Last year, the three-star general in charge of Marine aviation told lawmakers he would save a billion dollars in operating costs if they could retire old fighter jets faster than planned, and replace them with newer F-35 Lightning IIs. Many of the F/A-18s could do more good as hangar queens, donating their parts to help fix their peers, the commandant said today.
“We’ve got a lot of airplanes. At some point, we’ve got more airplanes than we need,” he said. “So there’s got to be a process — whether we strike them from the list and they go into the boneyard or they go into some parts pool or something like that, which would then provide us some benefit.”

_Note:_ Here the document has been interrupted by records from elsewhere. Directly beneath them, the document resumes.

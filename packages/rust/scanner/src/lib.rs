//! Form field detection and context extraction.
//!
//! This crate provides:
//! - [`scan`]: walk a [`Document`](fieldfill_dom::Document), tag and describe every fillable field
//! - [`survey`]: the same descriptors without tagging anything
//! - [`ScanSession`]: the id counter owned by one page session
//! - [`eligibility`]: the visibility / editability predicate
//! - [`label`] and [`context`]: heuristics for the human-readable hints sent to the model

pub mod context;
pub mod eligibility;
pub mod label;
mod scan;

pub use eligibility::Ineligible;
pub use scan::{ScanSession, candidates, scan, survey};

use std::sync::LazyLock;

use regex::Regex;

/// Collapse whitespace runs to single spaces and trim.
pub(crate) fn normalize_whitespace(s: &str) -> String {
    static WS_RE: LazyLock<Regex> = LazyLock::new(|| Regex::new(r"\s+").expect("valid regex"));
    WS_RE.replace_all(s.trim(), " ").into_owned()
}
//! Serialize the live document back to HTML through html5ever.
//!
//! Form controls are written with their current value, so a filled document
//! round-trips through any HTML consumer.

use std::io;

use html5ever::serialize::{Serialize, SerializeOpts, Serializer, TraversalScope, serialize};
use html5ever::{LocalName, QualName, namespace_url, ns};
use tracing::warn;

use crate::document::{Document, NodeData, NodeId};

enum Edge {
    Open(NodeId),
    Close(NodeId),
}

/// A node and everything below it, as html5ever sees it.
struct Subtree<'a> {
    doc: &'a Document,
    root: NodeId,
}

impl Serialize for Subtree<'_> {
    fn serialize<S: Serializer>(
        &self,
        serializer: &mut S,
        traversal_scope: TraversalScope,
    ) -> io::Result<()> {
        let skip_root = traversal_scope != TraversalScope::IncludeNode;
        let value_name = QualName::new(None, ns!(), LocalName::from("value"));

        let mut stack = vec![Edge::Open(self.root)];
        while let Some(edge) = stack.pop() {
            match edge {
                Edge::Open(id) => {
                    let Some(node) = self.doc.node(id) else {
                        continue;
                    };
                    stack.push(Edge::Close(id));
                    let emit = !(skip_root && id == self.root);

                    if let NodeData::Element(el) = &node.data {
                        let live = el.value.as_deref().filter(|_| el.is_form_control());
                        if emit {
                            let live_attr = live
                                .filter(|_| el.tag == "input")
                                .map(|v| (&value_name, v));
                            let replaced = live_attr.is_some();
                            let attrs = el
                                .attrs
                                .iter()
                                .filter(|(k, _)| !replaced || *k != value_name)
                                .map(|(k, v)| (k, v.as_str()))
                                .chain(live_attr);
                            serializer.start_elem(el.name.clone(), attrs)?;
                        }
                        if let (Some(v), "textarea") = (live, el.tag.as_str()) {
                            serializer.write_text(v)?;
                            continue;
                        }
                    } else if emit {
                        match &node.data {
                            NodeData::Doctype(name) => serializer.write_doctype(name)?,
                            NodeData::Comment(c) => serializer.write_comment(c)?,
                            NodeData::Text(t) => serializer.write_text(t)?,
                            NodeData::Document | NodeData::Element(_) => {}
                        }
                    }

                    for child in self.doc.children(id).iter().rev() {
                        stack.push(Edge::Open(*child));
                    }
                }
                Edge::Close(id) => {
                    if skip_root && id == self.root {
                        continue;
                    }
                    if let Some(el) = self.doc.element(id) {
                        serializer.end_elem(el.name.clone())?;
                    }
                }
            }
        }
        Ok(())
    }
}

impl Document {
    /// Serialize the whole document.
    pub fn to_html(&self) -> String {
        let subtree = Subtree {
            doc: self,
            root: self.root(),
        };
        let mut buf = Vec::new();
        if let Err(e) = serialize(&mut buf, &subtree, SerializeOpts::default()) {
            warn!(error = %e, "html serialization stopped early");
        }
        String::from_utf8_lossy(&buf).into_owned()
    }
}
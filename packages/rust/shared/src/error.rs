//! Error types for fieldfill.
//!
//! Library crates use [`FieldFillError`] via `thiserror`.
//! The CLI wraps this with `color-eyre` for rich diagnostics.

use std::path::PathBuf;

/// Top-level error type for all fieldfill operations.
#[derive(Debug, thiserror::Error)]
pub enum FieldFillError {
    /// Configuration loading or validation error.
    #[error("config error: {message}")]
    Config { message: String },

    /// Network/HTTP transport error (request never produced a response).
    #[error("network error: {0}")]
    Network(String),

    /// The completion backend answered, but not with a usable completion.
    #[error("{0}")]
    Provider(String),

    /// The completion backend rejected the credential.
    #[error("authentication failed: {0}")]
    Auth(String),

    /// The fan-out over a batch could not be started at all.
    #[error("batch dispatch failed: {0}")]
    BatchDispatch(String),

    /// A fill result could not be applied to the document.
    #[error("apply error: {0}")]
    Apply(String),

    /// The message channel between page and background closed early.
    #[error("message bus error: {0}")]
    Bus(String),

    /// A fill session is already outstanding for this page.
    #[error("a fill is already in progress on this page")]
    Busy,

    /// Filesystem I/O error.
    #[error("I/O error at {path:?}: {source}")]
    Io {
        path: PathBuf,
        source: std::io::Error,
    },

    /// Data validation error (bad prompt, bad key format, etc.).
    #[error("validation error: {message}")]
    Validation { message: String },
}

/// Convenience alias used throughout the codebase.
pub type Result<T> = std::result::Result<T, FieldFillError>;

impl FieldFillError {
    /// Create a config error from any displayable message.
    pub fn config(msg: impl Into<String>) -> Self {
        Self::Config {
            message: msg.into(),
        }
    }

    /// Create a validation error from any displayable message.
    pub fn validation(msg: impl Into<String>) -> Self {
        Self::Validation {
            message: msg.into(),
        }
    }

    /// Wrap a `std::io::Error` with a path for context.
    pub fn io(path: impl Into<PathBuf>, source: std::io::Error) -> Self {
        Self::Io {
            path: path.into(),
            source,
        }
    }
}

#[cfg(test)]
mod tests {
    use super::*;

    #[test]
    fn error_display_formatting() {
        let err = FieldFillError::config("missing API key");
        assert_eq!(err.to_string(), "config error: missing API key");

        let err = FieldFillError::validation("system prompt is empty");
        assert!(err.to_string().contains("system prompt is empty"));
    }

    #[test]
    fn provider_error_displays_bare_message() {
        // Provider messages end up verbatim in FillResult.error.
        let err = FieldFillError::Provider("HTTP error! status: 500".into());
        assert_eq!(err.to_string(), "HTTP error! status: 500");
    }

    #[test]
    fn busy_error_message() {
        assert!(FieldFillError::Busy.to_string().contains("already in progress"));
    }
}
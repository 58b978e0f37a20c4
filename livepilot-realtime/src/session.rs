//! The open-session seam.

use crate::audio::{AudioChunk, MediaBlob};
use crate::error::Result;
use crate::events::{ServerEvent, ToolResponse};
use async_trait::async_trait;
use std::sync::Arc;

/// An open, bidirectional live session.
///
/// Sending and receiving are independent: one task may block in
/// [`next_event`](RealtimeSession::next_event) while others send media.
///
/// # Example
///
/// ```rust,ignore
/// use livepilot_realtime::{RealtimeSession, ServerEvent, ToolResponse};
///
/// async fn pump(session: &dyn RealtimeSession) -> livepilot_realtime::Result<()> {
///     while let Some(event) = session.next_event().await {
///         match event? {
///             ServerEvent::Audio { data, .. } => { /* decode and play */ }
///             ServerEvent::ToolCall { calls } => {
///                 for call in &calls {
///                     session.send_tool_response(ToolResponse::success(call, "ok")).await?;
///                 }
///             }
///             _ => {}
///         }
///     }
///     Ok(())
/// }
/// ```
#[async_trait]
pub trait RealtimeSession: Send + Sync {
    /// Identifier for logs and events.
    fn session_id(&self) -> &str;

    /// False once either side has closed.
    fn is_connected(&self) -> bool;

    /// Send a realtime media chunk (audio frame or still image).
    async fn send_media(&self, media: &MediaBlob) -> Result<()>;

    /// Send a PCM16 chunk as realtime media.
    async fn send_audio(&self, audio: &AudioChunk) -> Result<()> {
        self.send_media(&audio.to_blob()).await
    }

    /// Send a complete user text turn.
    async fn send_text(&self, text: &str) -> Result<()>;

    /// Acknowledge a function call.
    async fn send_tool_response(&self, response: ToolResponse) -> Result<()>;

    /// Wait for the next service message.
    ///
    /// Returns `None` once the session is closed.
    async fn next_event(&self) -> Option<Result<ServerEvent>>;

    /// Close the socket. Calling it again is harmless.
    async fn close(&self) -> Result<()>;
}

/// Session as returned by [`RealtimeModel::connect`](crate::RealtimeModel::connect).
pub type BoxedSession = Box<dyn RealtimeSession>;

/// A session shared between the reader, writer and control paths.
pub type SharedSession = Arc<dyn RealtimeSession>;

Currently, the Corps plans to replace its Hornets plus its EA-6B Prowlers and AV-8B Harriers with a total of 353 F-35Bs and 67 F-35Cs. They deployed their first squadron of F-35s to Japan last year; in 2018, the fighter jet may get its first taste of combat when the Marines send it to U.S. Central Command.
“It’s all part of the naval aviation plan,” Neller said. “Anytime when you’re buying a new airplane, the old airplane, you’ve got to do something with them — park ’em, sell ’em for foreign military sales.”